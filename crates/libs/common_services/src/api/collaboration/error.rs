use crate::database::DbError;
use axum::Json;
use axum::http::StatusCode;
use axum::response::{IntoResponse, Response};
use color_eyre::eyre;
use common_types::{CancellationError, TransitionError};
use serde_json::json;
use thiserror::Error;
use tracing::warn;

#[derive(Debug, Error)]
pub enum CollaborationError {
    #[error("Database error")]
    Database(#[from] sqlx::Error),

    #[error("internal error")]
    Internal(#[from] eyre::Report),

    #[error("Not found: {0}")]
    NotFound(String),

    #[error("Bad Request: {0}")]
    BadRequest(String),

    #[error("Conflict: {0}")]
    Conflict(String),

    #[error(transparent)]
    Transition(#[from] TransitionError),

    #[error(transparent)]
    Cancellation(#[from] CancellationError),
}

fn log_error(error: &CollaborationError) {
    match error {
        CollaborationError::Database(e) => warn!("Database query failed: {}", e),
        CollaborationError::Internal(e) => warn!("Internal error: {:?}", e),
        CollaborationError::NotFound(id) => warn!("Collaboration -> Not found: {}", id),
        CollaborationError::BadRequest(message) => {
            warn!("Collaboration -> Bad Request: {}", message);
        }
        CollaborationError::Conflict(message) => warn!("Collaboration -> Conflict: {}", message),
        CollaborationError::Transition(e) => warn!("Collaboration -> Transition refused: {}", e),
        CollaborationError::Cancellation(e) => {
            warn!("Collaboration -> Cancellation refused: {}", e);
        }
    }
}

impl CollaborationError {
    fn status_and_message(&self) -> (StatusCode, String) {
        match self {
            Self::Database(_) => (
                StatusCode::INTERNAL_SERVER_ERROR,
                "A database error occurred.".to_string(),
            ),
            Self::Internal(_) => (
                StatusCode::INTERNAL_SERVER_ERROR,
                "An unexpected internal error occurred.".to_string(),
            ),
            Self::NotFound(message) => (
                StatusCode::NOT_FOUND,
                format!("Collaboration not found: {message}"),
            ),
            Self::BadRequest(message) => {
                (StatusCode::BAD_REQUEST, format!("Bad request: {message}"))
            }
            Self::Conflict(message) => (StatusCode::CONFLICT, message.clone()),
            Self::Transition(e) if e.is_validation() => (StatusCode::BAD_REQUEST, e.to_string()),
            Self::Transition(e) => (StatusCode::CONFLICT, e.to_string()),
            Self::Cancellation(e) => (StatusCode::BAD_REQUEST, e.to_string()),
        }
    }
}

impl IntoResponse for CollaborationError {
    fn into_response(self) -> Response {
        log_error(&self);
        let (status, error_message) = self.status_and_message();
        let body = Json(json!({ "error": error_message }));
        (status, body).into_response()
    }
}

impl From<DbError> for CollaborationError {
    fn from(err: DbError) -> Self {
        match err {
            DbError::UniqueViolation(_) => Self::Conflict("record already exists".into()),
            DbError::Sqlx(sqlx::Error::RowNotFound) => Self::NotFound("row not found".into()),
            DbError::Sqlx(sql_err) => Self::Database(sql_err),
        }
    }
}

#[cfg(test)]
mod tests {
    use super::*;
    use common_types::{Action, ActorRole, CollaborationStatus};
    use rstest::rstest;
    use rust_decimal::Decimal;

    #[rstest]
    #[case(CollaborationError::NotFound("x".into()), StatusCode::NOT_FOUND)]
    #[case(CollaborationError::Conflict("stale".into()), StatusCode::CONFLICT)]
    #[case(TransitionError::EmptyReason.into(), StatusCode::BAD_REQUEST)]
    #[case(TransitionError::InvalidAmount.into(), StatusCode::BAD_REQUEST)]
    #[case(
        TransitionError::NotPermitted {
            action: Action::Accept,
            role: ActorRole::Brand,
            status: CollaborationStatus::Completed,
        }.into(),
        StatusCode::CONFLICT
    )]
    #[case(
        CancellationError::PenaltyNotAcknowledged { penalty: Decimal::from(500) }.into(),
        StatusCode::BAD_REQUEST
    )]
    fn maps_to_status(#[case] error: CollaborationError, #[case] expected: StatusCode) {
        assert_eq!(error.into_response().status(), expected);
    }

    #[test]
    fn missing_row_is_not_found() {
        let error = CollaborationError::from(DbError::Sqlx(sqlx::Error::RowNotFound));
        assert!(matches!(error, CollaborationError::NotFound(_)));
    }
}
....
What you should do ::
Nothing should be left out. Reproduce all the entries precisely.

Answer to the exercise ::
filename crates/libs/common_services/src/api/collaboration/error.rs
use crate::database::DbError;
use axum::Json;
use axum::http::StatusCode;
use axum::response::{IntoResponse, Response};
use color_eyre::eyre;
use common_types::{CancellationError, TransitionError};
use serde_json::json;
use thiserror::Error;
use tracing::warn;

#[derive(Debug, Error)]
pub enum CollaborationError {
    #[error("Database error")]
    Database(#[from] sqlx::Error),

    #[error("internal error")]
    Internal(#[from] eyre::Report),

    #[error("Not found: {0}")]
    NotFound(String),

    #[error("Bad Request: {0}")]
    BadRequest(String),

    #[error("Conflict: {0}")]
    Conflict(String),

    #[error(transparent)]
    Transition(#[from] TransitionError),

    #[error(transparent)]
    Cancellation(#[from] CancellationError),
}

fn log_error(error: &CollaborationError) {
    match error {
        CollaborationError::Database(e) => warn!("Database query failed: {}", e),
        CollaborationError::Internal(e) => warn!("Internal error: {:?}", e),
        CollaborationError::NotFound(id) => warn!("Collaboration -> Not found: {}", id),
        CollaborationError::BadRequest(message) => {
            warn!("Collaboration -> Bad Request: {}", message);
        }
        CollaborationError::Conflict(message) => warn!("Collaboration -> Conflict: {}", message),
        CollaborationError::Transition(e) => warn!("Collaboration -> Transition refused: {}", e),
        CollaborationError::Cancellation(e) => {
            warn!("Collaboration -> Cancellation refused: {}", e);
        }
    }
}

impl CollaborationError {
    fn status_and_message(&self) -> (StatusCode, String) {
        match self {
            Self::Database(_) => (
                StatusCode::INTERNAL_SERVER_ERROR,
                "A database error occurred.".to_string(),
            ),
            Self::Internal(_) => (
                StatusCode::INTERNAL_SERVER_ERROR,
                "An unexpected internal error occurred.".to_string(),
            ),
            Self::NotFound(message) => (
                StatusCode::NOT_FOUND,
                format!("Collaboration not found: {message}"),
            ),
            Self::BadRequest(message) => {
                (StatusCode::BAD_REQUEST, format!("Bad request: {message}"))
            }
            Self::Conflict(message) => (StatusCode::CONFLICT, message.clone()),
            Self::Transition(e) if e.is_validation() => (StatusCode::BAD_REQUEST, e.to_string()),
            Self::Transition(e) => (StatusCode::CONFLICT, e.to_string()),
            Self::Cancellation(e) => (StatusCode::BAD_REQUEST, e.to_string()),
        }
    }
}

impl IntoResponse for CollaborationError {
    fn into_response(self) -> Response {
        log_error(&self);
        let (status, error_message) = self.status_and_message();
        let body = Json(json!({ "error": error_message }));
        (status, body).into_response()
    }
}

impl From<DbError> for CollaborationError {
    fn from(err: DbError) -> Self {
        match err {
            DbError::UniqueViolation(_) => Self::Conflict("record already exists".into()),
            DbError::Sqlx(sqlx::Error::RowNotFound) => Self::NotFound("row not found".into()),
            DbError::Sqlx(sql_err) => Self::Database(sql_err),
        }
    }
}

#[cfg(test)]
mod tests {
    use super::*;
    use common_types::{Action, ActorRole, CollaborationStatus};
    use rstest::rstest;
    use rust_decimal::Decimal;

    #[rstest]
    #[case(CollaborationError::NotFound("x".into()), StatusCode::NOT_FOUND)]
    #[case(CollaborationError::Conflict("stale".into()), StatusCode::CONFLICT)]
    #[case(TransitionError::EmptyReason.into(), StatusCode::BAD_REQUEST)]
    #[case(TransitionError::InvalidAmount.into(), StatusCode::BAD_REQUEST)]
    #[case(
        TransitionError::NotPermitted {
            action: Action::Accept,
            role: ActorRole::Brand,
            status: CollaborationStatus::Completed,
        }.into(),
        StatusCode::CONFLICT
    )]
    #[case(
        CancellationError::PenaltyNotAcknowledged { penalty: Decimal::from(500) }.into(),
        StatusCode::BAD_REQUEST
    )]
    fn maps_to_status(#[case] error: CollaborationError, #[case] expected: StatusCode) {
        assert_eq!(error.into_response().status(), expected);
    }

    #[test]
    fn missing_row_is_not_found() {
        let error = CollaborationError::from(DbError::Sqlx(sqlx::Error::RowNotFound));
        assert!(matches!(error, CollaborationError::NotFound(_)));
    }
}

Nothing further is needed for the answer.